AIM OF THE EXERCISE: Scan the records below. Copy every line in which the word "budget" appears.

SUPPLIED DATA:
//! Convergence detection for the per-voxel VB loop.
//!
//! Four policies are available via `--convergence`:
//!
//! - `maxits`: run a fixed number of iterations
//! - `fchange`: stop when |ΔF| falls below `--fchange`
//! - `trialmode`: as `fchange`, but a free-energy decrease triggers a
//!   revert-and-retry, giving up after `--max-trials` consecutive reverts
//! - `lm`: Levenberg-style damping; a decrease inflates a damping factor
//!   applied to the data term of the precision update and reverts the step
//!
//! Detectors are stateful and owned per voxel; [`ConvergenceDetector::check`]
//! is called once per inner iteration with the newly computed free energy.

use fabber_core::{FabberError, FabberResult, RunOptions};

/// Default inner-iteration cap.
const DEFAULT_MAX_ITERATIONS: usize = 10;
/// Default |ΔF| tolerance.
const DEFAULT_FCHANGE: f64 = 0.01;
/// Default revert budget for trial mode.
const DEFAULT_MAX_TRIALS: usize = 10;
/// Initial LM damping when the first revert happens.
const LM_INITIAL_DAMPING: f64 = 1e-4;
/// LM damping ceiling; exceeding it is reported as divergence.
const LM_MAX_DAMPING: f64 = 1e6;
/// LM damping below this is snapped back to zero.
const LM_MIN_DAMPING: f64 = 1e-8;

/// What the detector concluded after seeing the latest free energy.
#[derive(Debug, Clone, Copy, PartialEq, Eq)]
pub enum ConvergenceStatus {
    /// Keep iterating
    Continue,
    /// The voxel has converged; the latest state stands
    Converged,
    /// The step made things worse; revert it and retry
    Reverted,
    /// The update is diverging; abandon the voxel
    Diverged,
}

/// Which convergence policy is in force.
#[derive(Debug, Clone, Copy, PartialEq, Eq)]
pub enum ConvergencePolicy {
    /// Hard iteration cap only
    MaxIts,
    /// |ΔF| threshold
    FChange,
    /// |ΔF| threshold with revert-and-retry on decreases
    TrialMode,
    /// Levenberg-style damping on decreases
    Lm,
}

/// Detector configuration shared by every voxel.
#[derive(Debug, Clone, Copy)]
pub struct ConvergenceConfig {
    /// Active policy
    pub policy: ConvergencePolicy,
    /// Iteration cap
    pub max_iterations: usize,
    /// |ΔF| tolerance
    pub fchange_tol: f64,
    /// Maximum consecutive reverts before giving up
    pub max_trials: usize,
}

impl ConvergenceConfig {
    /// Read the convergence configuration from run options.
    pub fn from_options(options: &RunOptions) -> FabberResult<Self> {
        let policy = match options.get_str_default("convergence", "trialmode") {
            "maxits" => ConvergencePolicy::MaxIts,
            "fchange" => ConvergencePolicy::FChange,
            "trialmode" => ConvergencePolicy::TrialMode,
            "lm" => ConvergencePolicy::Lm,
            other => {
                return Err(FabberError::invalid_option(
                    "convergence",
                    other,
                    "known policies: maxits, fchange, trialmode, lm",
                ))
            }
        };
        let max_iterations =
            options.get_int_default("max-iterations", DEFAULT_MAX_ITERATIONS as i64)?;
        if max_iterations < 1 {
            return Err(FabberError::invalid_option(
                "max-iterations",
                max_iterations.to_string(),
                "must be at least 1",
            ));
        }
        let fchange_tol = options.get_f64_default("fchange", DEFAULT_FCHANGE)?;
        let max_trials = options.get_int_default("max-trials", DEFAULT_MAX_TRIALS as i64)?;
        if max_trials < 1 {
            return Err(FabberError::invalid_option(
                "max-trials",
                max_trials.to_string(),
                "must be at least 1",
            ));
        }
        Ok(Self {
            policy,
            max_iterations: max_iterations as usize,
            fchange_tol,
            max_trials: max_trials as usize,
        })
    }
}

impl Default for ConvergenceConfig {
    fn default() -> Self {
        Self {
            policy: ConvergencePolicy::TrialMode,
            max_iterations: DEFAULT_MAX_ITERATIONS,
            fchange_tol: DEFAULT_FCHANGE,
            max_trials: DEFAULT_MAX_TRIALS,
        }
    }
}

/// Stateful per-voxel convergence detector.
#[derive(Debug, Clone)]
pub struct ConvergenceDetector {
    config: ConvergenceConfig,
    iteration: usize,
    prev_f: Option<f64>,
    trials: usize,
    damping: f64,
}

impl ConvergenceDetector {
    /// A fresh detector for one voxel.
    #[must_use]
    pub fn new(config: ConvergenceConfig) -> Self {
        Self {
            config,
            iteration: 0,
            prev_f: None,
            trials: 0,
            damping: 0.0,
        }
    }

    /// Reset to the initial state, keeping the configuration.
    pub fn reset(&mut self) {
        self.iteration = 0;
        self.prev_f = None;
        self.trials = 0;
        self.damping = 0.0;
    }

    /// Iterations accepted so far.
    #[must_use]
    pub fn iterations(&self) -> usize {
        self.iteration
    }

    /// The current Levenberg damping factor (zero unless the `lm` policy
    /// has reverted at least once).
    #[must_use]
    pub fn damping(&self) -> f64 {
        self.damping
    }

    /// Report the free energy of the latest proposed step.
    pub fn check(&mut self, f: f64) -> ConvergenceStatus {
        if !f.is_finite() {
            return ConvergenceStatus::Diverged;
        }
        let prev = self.prev_f;

        match self.config.policy {
            ConvergencePolicy::MaxIts => {
                self.accept(f);
                self.capped_or_continue()
            }
            ConvergencePolicy::FChange => {
                self.accept(f);
                if let Some(prev) = prev {
                    if (f - prev).abs() < self.config.fchange_tol {
                        return ConvergenceStatus::Converged;
                    }
                }
                self.capped_or_continue()
            }
            ConvergencePolicy::TrialMode => {
                if let Some(prev) = prev {
                    if f < prev - self.config.fchange_tol {
                        self.trials += 1;
                        if self.trials >= self.config.max_trials {
                            // Out of trials: settle on the last good state
                            return ConvergenceStatus::Converged;
                        }
                        return ConvergenceStatus::Reverted;
                    }
                    if (f - prev).abs() < self.config.fchange_tol {
                        self.trials = 0;
                        self.accept(f);
                        return ConvergenceStatus::Converged;
                    }
                }
                self.trials = 0;
                self.accept(f);
                self.capped_or_continue()
            }
            ConvergencePolicy::Lm => {
                if let Some(prev) = prev {
                    if f < prev - self.config.fchange_tol {
                        self.damping = if self.damping == 0.0 {
                            LM_INITIAL_DAMPING
                        } else {
                            self.damping * 10.0
                        };
                        if self.damping > LM_MAX_DAMPING {
                            return ConvergenceStatus::Diverged;
                        }
                        return ConvergenceStatus::Reverted;
                    }
                    // Accepted step: relax the damping
                    self.damping /= 10.0;
                    if self.damping < LM_MIN_DAMPING {
                        self.damping = 0.0;
                    }
                    if (f - prev).abs() < self.config.fchange_tol {
                        self.accept(f);
                        return ConvergenceStatus::Converged;
                    }
                }
                self.accept(f);
                self.capped_or_continue()
            }
        }
    }

    fn accept(&mut self, f: f64) {
        self.iteration += 1;
        self.prev_f = Some(f);
    }

    fn capped_or_continue(&self) -> ConvergenceStatus {
        if self.iteration >= self.config.max_iterations {
            ConvergenceStatus::Converged
        } else {
            ConvergenceStatus::Continue
        }
    }
}

#[cfg(test)]
mod tests {
    use super::*;

    fn config(policy: ConvergencePolicy) -> ConvergenceConfig {
        ConvergenceConfig {
            policy,
            max_iterations: 5,
            fchange_tol: 0.01,
            max_trials: 3,
        }
    }

    #[test]
    fn test_maxits_ignores_free_energy() {
        let mut det = ConvergenceDetector::new(config(ConvergencePolicy::MaxIts));
        for i in 0..4 {
            assert_eq!(det.check(-1000.0 * i as f64), ConvergenceStatus::Continue);
        }
        assert_eq!(det.check(-1e9), ConvergenceStatus::Converged);
    }

    #[test]
    fn test_fchange_stops_on_small_delta() {
        let mut det = ConvergenceDetector::new(config(ConvergencePolicy::FChange));
        assert_eq!(det.check(-100.0), ConvergenceStatus::Continue);
        assert_eq!(det.check(-50.0), ConvergenceStatus::Continue);
        assert_eq!(det.check(-49.995), ConvergenceStatus::Converged);
    }

    #[test]
    fn test_trialmode_reverts_on_decrease() {
        let mut det = ConvergenceDetector::new(config(ConvergencePolicy::TrialMode));
        assert_eq!(det.check(-100.0), ConvergenceStatus::Continue);
        assert_eq!(det.check(-110.0), ConvergenceStatus::Reverted);
        assert_eq!(det.check(-120.0), ConvergenceStatus::Reverted);
        // Third bad trial exhausts the budget and settles
        assert_eq!(det.check(-130.0), ConvergenceStatus::Converged);
    }

    #[test]
    fn test_trialmode_trial_counter_resets_on_improvement() {
        let mut det = ConvergenceDetector::new(config(ConvergencePolicy::TrialMode));
        assert_eq!(det.check(-100.0), ConvergenceStatus::Continue);
        assert_eq!(det.check(-110.0), ConvergenceStatus::Reverted);
        assert_eq!(det.check(-90.0), ConvergenceStatus::Continue);
        assert_eq!(det.check(-101.0), ConvergenceStatus::Reverted);
        assert_eq!(det.check(-102.0), ConvergenceStatus::Reverted);
    }

    #[test]
    fn test_lm_damping_inflates_and_relaxes() {
        let mut det = ConvergenceDetector::new(config(ConvergencePolicy::Lm));
        assert_eq!(det.damping(), 0.0);
        det.check(-100.0);
        assert_eq!(det.check(-150.0), ConvergenceStatus::Reverted);
        assert!((det.damping() - LM_INITIAL_DAMPING).abs() < 1e-12);
        assert_eq!(det.check(-160.0), ConvergenceStatus::Reverted);
        assert!((det.damping() - LM_INITIAL_DAMPING * 10.0).abs() < 1e-12);

        // An accepted step divides the damping back down
        assert_eq!(det.check(-50.0), ConvergenceStatus::Continue);
        assert!((det.damping() - LM_INITIAL_DAMPING).abs() < 1e-12);
    }

    #[test]
    fn test_lm_runaway_damping_is_divergence() {
        let mut det = ConvergenceDetector::new(config(ConvergencePolicy::Lm));
        det.check(-100.0);
        let mut status = ConvergenceStatus::Continue;
        for _ in 0..60 {
            status = det.check(-200.0);
            if status == ConvergenceStatus::Diverged {
                break;
            }
        }
        assert_eq!(status, ConvergenceStatus::Diverged);
    }

    #[test]
    fn test_non_finite_free_energy_is_divergence() {
        let mut det = ConvergenceDetector::new(config(ConvergencePolicy::FChange));
        assert_eq!(det.check(f64::NAN), ConvergenceStatus::Diverged);
    }

    #[test]
    fn test_config_from_options() {
        let mut opts = RunOptions::new();
        opts.set("convergence", "lm");
        opts.set("max-iterations", "25");
        opts.set("fchange", "0.001");
        let cfg = ConvergenceConfig::from_options(&opts).unwrap();
        assert_eq!(cfg.policy, ConvergencePolicy::Lm);
        assert_eq!(cfg.max_iterations, 25);
        assert!((cfg.fchange_tol - 0.001).abs() < 1e-15);

        let mut bad = RunOptions::new();
        bad.set("convergence", "psychic");
        assert!(ConvergenceConfig::from_options(&bad).is_err());
    }
}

REPLY:
/// Default revert budget for trial mode.
        // Third bad trial exhausts the budget and settles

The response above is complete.